| Task description |
Each line with the word "assigned" must appear in the answer, copied from the records.

| Dataset extract |
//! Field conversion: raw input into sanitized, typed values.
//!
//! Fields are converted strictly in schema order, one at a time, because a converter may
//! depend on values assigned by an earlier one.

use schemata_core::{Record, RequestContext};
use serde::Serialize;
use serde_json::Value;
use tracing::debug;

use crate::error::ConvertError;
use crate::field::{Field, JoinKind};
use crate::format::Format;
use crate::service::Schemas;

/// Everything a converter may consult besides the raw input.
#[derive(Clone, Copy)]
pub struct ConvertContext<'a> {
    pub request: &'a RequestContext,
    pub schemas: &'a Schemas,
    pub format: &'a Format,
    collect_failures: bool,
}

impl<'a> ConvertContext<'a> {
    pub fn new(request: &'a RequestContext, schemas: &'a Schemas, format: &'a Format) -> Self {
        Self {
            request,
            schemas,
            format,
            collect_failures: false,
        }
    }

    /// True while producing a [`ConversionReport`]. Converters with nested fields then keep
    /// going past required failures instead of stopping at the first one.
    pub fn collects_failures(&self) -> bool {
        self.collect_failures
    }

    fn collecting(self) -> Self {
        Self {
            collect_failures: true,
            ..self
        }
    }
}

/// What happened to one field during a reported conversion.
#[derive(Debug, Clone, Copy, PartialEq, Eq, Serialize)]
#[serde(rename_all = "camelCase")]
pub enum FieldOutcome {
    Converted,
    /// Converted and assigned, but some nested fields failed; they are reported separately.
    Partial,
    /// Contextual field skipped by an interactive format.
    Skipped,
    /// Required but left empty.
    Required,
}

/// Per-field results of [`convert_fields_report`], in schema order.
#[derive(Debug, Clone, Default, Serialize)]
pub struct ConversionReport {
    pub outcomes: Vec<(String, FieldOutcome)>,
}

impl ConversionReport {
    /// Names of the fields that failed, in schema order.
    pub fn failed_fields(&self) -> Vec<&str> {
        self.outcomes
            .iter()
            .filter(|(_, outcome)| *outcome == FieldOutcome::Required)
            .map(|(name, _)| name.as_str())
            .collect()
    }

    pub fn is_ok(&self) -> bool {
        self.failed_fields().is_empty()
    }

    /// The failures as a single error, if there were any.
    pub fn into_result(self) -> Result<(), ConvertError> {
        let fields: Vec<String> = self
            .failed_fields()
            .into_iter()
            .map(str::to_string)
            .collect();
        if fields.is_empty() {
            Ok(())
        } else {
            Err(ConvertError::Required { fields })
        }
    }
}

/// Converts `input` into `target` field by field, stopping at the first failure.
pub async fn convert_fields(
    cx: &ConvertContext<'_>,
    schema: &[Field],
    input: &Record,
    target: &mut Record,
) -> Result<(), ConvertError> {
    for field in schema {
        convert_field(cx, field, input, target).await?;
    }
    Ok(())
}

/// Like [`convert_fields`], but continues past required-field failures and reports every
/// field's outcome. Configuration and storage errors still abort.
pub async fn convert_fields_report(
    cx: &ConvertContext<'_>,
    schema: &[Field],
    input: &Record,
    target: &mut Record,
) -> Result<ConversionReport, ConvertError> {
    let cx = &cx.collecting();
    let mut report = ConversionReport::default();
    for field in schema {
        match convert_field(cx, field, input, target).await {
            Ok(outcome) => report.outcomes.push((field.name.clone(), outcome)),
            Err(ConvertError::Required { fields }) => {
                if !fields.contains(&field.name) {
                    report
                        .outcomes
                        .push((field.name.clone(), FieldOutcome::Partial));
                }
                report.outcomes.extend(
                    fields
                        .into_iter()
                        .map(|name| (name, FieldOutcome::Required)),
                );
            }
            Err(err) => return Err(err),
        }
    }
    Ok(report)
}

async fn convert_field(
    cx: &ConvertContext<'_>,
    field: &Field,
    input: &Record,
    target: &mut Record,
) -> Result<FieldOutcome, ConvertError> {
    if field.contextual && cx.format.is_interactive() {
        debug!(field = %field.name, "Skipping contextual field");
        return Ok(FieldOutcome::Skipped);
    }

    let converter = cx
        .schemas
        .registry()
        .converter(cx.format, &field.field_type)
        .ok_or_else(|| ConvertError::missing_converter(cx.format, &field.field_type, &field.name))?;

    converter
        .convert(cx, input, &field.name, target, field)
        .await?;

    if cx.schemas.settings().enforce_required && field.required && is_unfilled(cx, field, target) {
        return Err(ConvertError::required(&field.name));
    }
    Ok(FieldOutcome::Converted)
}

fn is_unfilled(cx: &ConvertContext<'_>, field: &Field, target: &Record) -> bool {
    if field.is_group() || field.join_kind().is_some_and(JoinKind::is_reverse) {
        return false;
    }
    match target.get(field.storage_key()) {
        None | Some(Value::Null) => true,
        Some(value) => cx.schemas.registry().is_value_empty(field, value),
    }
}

...

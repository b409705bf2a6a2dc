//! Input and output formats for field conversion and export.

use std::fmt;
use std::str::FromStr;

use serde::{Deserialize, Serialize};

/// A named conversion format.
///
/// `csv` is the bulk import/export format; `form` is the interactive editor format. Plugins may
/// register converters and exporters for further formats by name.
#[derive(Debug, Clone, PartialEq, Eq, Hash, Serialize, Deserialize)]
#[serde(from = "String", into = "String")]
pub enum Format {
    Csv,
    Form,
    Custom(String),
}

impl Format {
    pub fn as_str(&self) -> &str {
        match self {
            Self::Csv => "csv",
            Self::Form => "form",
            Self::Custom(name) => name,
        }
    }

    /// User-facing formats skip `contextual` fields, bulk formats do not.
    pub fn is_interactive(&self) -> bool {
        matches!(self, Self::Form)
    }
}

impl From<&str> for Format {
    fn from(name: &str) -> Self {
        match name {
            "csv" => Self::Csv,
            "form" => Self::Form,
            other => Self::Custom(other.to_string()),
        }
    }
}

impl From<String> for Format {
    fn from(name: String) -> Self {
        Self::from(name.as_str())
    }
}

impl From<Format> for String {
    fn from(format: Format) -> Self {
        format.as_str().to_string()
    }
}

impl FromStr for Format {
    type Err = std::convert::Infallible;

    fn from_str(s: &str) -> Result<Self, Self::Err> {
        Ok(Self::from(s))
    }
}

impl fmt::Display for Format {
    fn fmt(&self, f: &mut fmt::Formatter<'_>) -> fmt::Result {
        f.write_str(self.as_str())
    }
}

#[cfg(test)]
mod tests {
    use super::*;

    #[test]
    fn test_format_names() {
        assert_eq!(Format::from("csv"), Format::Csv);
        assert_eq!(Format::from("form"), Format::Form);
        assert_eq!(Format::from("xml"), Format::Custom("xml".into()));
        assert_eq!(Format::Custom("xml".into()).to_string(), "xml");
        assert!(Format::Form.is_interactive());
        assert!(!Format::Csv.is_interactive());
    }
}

| Your response |
//! depend on values assigned by an earlier one.
    /// Converted and assigned, but some nested fields failed; they are reported separately.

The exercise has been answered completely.